Your local carnivore.


----------



## Bananapeel (May 4, 2015)

I only cook with wood when I am camping. Seems like it would be a lot more difficult to control temp since you would be cooking with fire instead of coals. I'd be interested to hear how it works out for you. Good luck!


----------



## meson (May 19, 2011)

If I'm open pit grilling I use whatever trash wood I can find at my campsite. I don't go for specific flavor then but it turns out well nevertheless. Besides its illegal where I live to bring outside wood into parks burnt or not due to invasive pests.

My dad used to make his own charcoal with Kiawe wood which is a distant relative of mesquite. He would burn the wood and break it apart until it was fully charred. Then pull it out a piece at a time and smother it. He would then set it aside to gril with later. This was done back when you could build fires in your yard to burn trash. He stopped shortly after trash burning became illegal.


----------



## thatbpguy (Dec 24, 2012)

Found this site...

Videos


----------



## meson (May 19, 2011)

Bananapeel said:


> I only cook with wood when I am camping. Seems like it would be a lot more difficult to control temp since you would be cooking with fire instead of coals. I'd be interested to hear how it works out for you. Good luck!


What you do to control the temperature is to burn the wood down to coals. Arrange the coals like you would in a grill for direct or indirect heat and according place your food. It's really the same but you make your coals first which takes extra long.

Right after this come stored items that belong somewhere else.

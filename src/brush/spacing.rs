// Copyright 2025 the Pixelpen Authors
// SPDX-License-Identifier: Apache-2.0

//! Distance between consecutive dabs

use crate::settings;
use serde::Deserialize;

/// How far apart dabs are placed along the stroke
#[derive(Debug, Clone, Copy, PartialEq, Deserialize)]
#[serde(rename_all = "snake_case")]
pub enum Spacing {
    /// A fixed distance in image pixels
    Fixed(f64),
    /// A multiple of the brush radius
    RadiusRatio(f64),
}

impl Spacing {
    pub fn spacing(self, radius: f64) -> f64 {
        match self {
            Spacing::Fixed(distance) => distance,
            Spacing::RadiusRatio(ratio) => radius * ratio,
        }
    }
}

impl Default for Spacing {
    fn default() -> Self {
        Spacing::RadiusRatio(settings::brush::DEFAULT_SPACING_RATIO)
    }
}

#[cfg(test)]
mod tests {
    use super::*;

    #[test]
    fn fixed_ignores_radius() {
        assert_eq!(Spacing::Fixed(4.0).spacing(1.0), 4.0);
        assert_eq!(Spacing::Fixed(4.0).spacing(90.0), 4.0);
    }

    #[test]
    fn ratio_scales_with_radius() {
        assert_eq!(Spacing::RadiusRatio(0.5).spacing(10.0), 5.0);
        assert_eq!(Spacing::RadiusRatio(2.0).spacing(3.0), 6.0);
    }
}
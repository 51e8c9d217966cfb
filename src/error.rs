// Copyright 2025 the Pixelpen Authors
// SPDX-License-Identifier: Apache-2.0

//! Error types for the path model.
//!
//! Invariant violations are modeling bugs: `report_violation` panics in
//! debug builds and logs in release builds so an interactive session is
//! never torn down by one.

use crate::model::EntityId;
use thiserror::Error;

/// Errors produced by path model operations and consistency checks
#[derive(Debug, Error)]
pub enum PathError {
    #[error("there is no path to edit")]
    NoPath,

    #[error("subpath index {0} is out of range")]
    SubPathIndex(usize),

    #[error("anchor index {index} is out of range for a subpath with {len} anchors")]
    AnchorIndex { index: usize, len: usize },

    #[error("subpath {subpath} has no anchor {anchor}")]
    MissingAnchor { subpath: usize, anchor: usize },

    #[error("no handle or transform box is active")]
    NoActiveHandle,

    #[error("subpath {0} has no anchors")]
    EmptySubPath(EntityId),

    #[error("subpath {0} is closed but not finished")]
    ClosedNotFinished(EntityId),

    #[error("subpath {0} is finished but still has a moving point")]
    FinishedWithMovingPoint(EntityId),

    #[error("anchor {index} of subpath {id} has a non-finite coordinate")]
    NonFiniteCoordinate { id: EntityId, index: usize },

    #[error("anchor {index} of subpath {id} has an invalid remembered handle distance")]
    InvalidRememberedDistance { id: EntityId, index: usize },

    #[error("active subpath index {active} is out of range for {len} subpaths")]
    ActiveIndex { active: usize, len: usize },

    #[error("malformed path document: {0}")]
    Json(#[from] serde_json::Error),
}

/// Surface an invariant violation.
///
/// Fatal in debug builds. In release builds the error is logged and the
/// caller continues with its best-effort state.
pub fn report_violation(err: &PathError) {
    if cfg!(debug_assertions) {
        panic!("path invariant violated: {err}");
    }
    tracing::error!("path invariant violated: {err}");
}
// Copyright 2025 the Pixelpen Authors
// SPDX-License-Identifier: Apache-2.0

//! Points visited by connect-brush strokes.
//!
//! The history belongs to the editing session and is lent to the brushes
//! for each call, so every symmetry replica sees the points of the others.

use kurbo::Point;

#[derive(Debug, Clone, Default)]
pub struct StrokeHistory {
    points: Vec<Point>,
}

impl StrokeHistory {
    pub fn new() -> Self {
        Self::default()
    }

    pub fn push(&mut self, p: Point) {
        self.points.push(p);
    }

    pub fn points(&self) -> &[Point] {
        &self.points
    }

    pub fn len(&self) -> usize {
        self.points.len()
    }

    pub fn is_empty(&self) -> bool {
        self.points.is_empty()
    }

    pub fn clear(&mut self) {
        self.points.clear();
    }

    /// Earlier points within `reach` of `p`, excluding `p` itself
    pub fn near(&self, p: Point, reach: f64) -> impl Iterator<Item = Point> + '_ {
        self.points
            .iter()
            .copied()
            .filter(move |q| *q != p && q.distance(p) <= reach)
    }
}

#[cfg(test)]
mod tests {
    use super::*;

    #[test]
    fn near_filters_by_distance() {
        let mut history = StrokeHistory::new();
        history.push(Point::new(0.0, 0.0));
        history.push(Point::new(3.0, 4.0));
        history.push(Point::new(30.0, 0.0));
        let near: Vec<_> = history.near(Point::new(0.0, 0.0), 5.0).collect();
        assert_eq!(near, vec![Point::new(3.0, 4.0)]);
    }
}
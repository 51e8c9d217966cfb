// Copyright 2025 the Pixelpen Authors
// SPDX-License-Identifier: Apache-2.0

//! Dab settings shared by all symmetry replicas of a brush.
//!
//! The settings object keeps a list of brush slots (indices into the
//! owner's brush table). Every change is pushed synchronously to each
//! registered brush, which keeps its own cached copy.

use super::angle::AngleSettings;
use super::kinds::AnyBrush;
use super::spacing::Spacing;

#[derive(Debug, Clone, PartialEq)]
pub struct DabsBrushSettings {
    spacing: Spacing,
    angle: AngleSettings,
    listeners: Vec<usize>,
}

impl DabsBrushSettings {
    pub fn new(spacing: Spacing, angle: AngleSettings) -> Self {
        Self {
            spacing,
            angle,
            listeners: Vec::new(),
        }
    }

    pub fn spacing(&self) -> Spacing {
        self.spacing
    }

    pub fn angle(&self) -> AngleSettings {
        self.angle
    }

    pub fn listeners(&self) -> &[usize] {
        &self.listeners
    }

    pub fn register(&mut self, slot: usize) {
        if !self.listeners.contains(&slot) {
            self.listeners.push(slot);
        }
    }

    pub fn unregister(&mut self, slot: usize) {
        self.listeners.retain(|&s| s != slot);
    }

    pub fn set_spacing(&mut self, spacing: Spacing, brushes: &mut [AnyBrush]) {
        self.spacing = spacing;
        self.notify(brushes);
    }

    pub fn set_angle(&mut self, angle: AngleSettings, brushes: &mut [AnyBrush]) {
        self.angle = angle;
        self.notify(brushes);
    }

    /// Push the current values to every registered brush
    pub fn notify(&self, brushes: &mut [AnyBrush]) {
        for &slot in &self.listeners {
            match brushes.get_mut(slot) {
                Some(brush) => brush.settings_changed(self),
                None => tracing::warn!("dab settings listener {slot} has no brush"),
            }
        }
    }
}

impl Default for DabsBrushSettings {
    fn default() -> Self {
        Self::new(Spacing::default(), AngleSettings::default())
    }
}

#[cfg(test)]
mod tests {
    use super::*;

    #[test]
    fn register_ignores_duplicates() {
        let mut settings = DabsBrushSettings::default();
        settings.register(0);
        settings.register(1);
        settings.register(0);
        assert_eq!(settings.listeners(), &[0, 1]);
        settings.unregister(0);
        assert_eq!(settings.listeners(), &[1]);
    }
}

And if you are into Dutch oven cooking you use the coals for the oven by piling them up and sitting the oven on them and putting more on top of the oven. This way you can make chili or bake a cake while camping.


----------



## Fozzy (Jul 20, 2013)

Like Hank Hill, I grill with propane and propane accessories. I do like to smoke my meats in a smoker however. Of the woods I've tried so far, I'd say mesquite is by FAR my favorite.


----------



## thatbpguy (Dec 24, 2012)

meson said:


> What you do to control the temperature is to burn the wood down to coals. Arrange the coals like you would in a grill for direct or indirect heat and according place your food. It's really the same but you make your coals first which takes extra long.
> 
> And if you are into Dutch oven cooking you use the coals for the oven by piling them up and sitting the oven on them and putting more on top of the oven. This way you can make chili or bake a cake while camping.


Yeah, I have done a bit of that before.

I don;t mean to brag, but I can cook ANYTHING to perfection with charcoal but wanted to take it up to the next level and cook with raw wood chunks.


----------



## GTdad (Aug 15, 2011)

Fozzy said:


> Like Hank Hill, I grill with propane and propane accessories. I do like to smoke my meats in a smoker however. Of the woods I've tried so far, I'd say mesquite is by FAR my favorite.


The nice thing about where I live, at least as far as grilling, is that I'm constantly battling mesquite in the front pasture. Most of it winds up being firewood/grilling fuel.

I generally like a mixture of oak and mesquite. Once it burns down to coals, it's not much different technique-wise than grilling with charcoal.


----------



## meson (May 19, 2011)

Fozzy said:


> Like Hank Hill, I grill with propane and propane accessories. I do like to smoke my meats in a smoker however. Of the woods I've tried so far, I'd say mesquite is by FAR my favorite.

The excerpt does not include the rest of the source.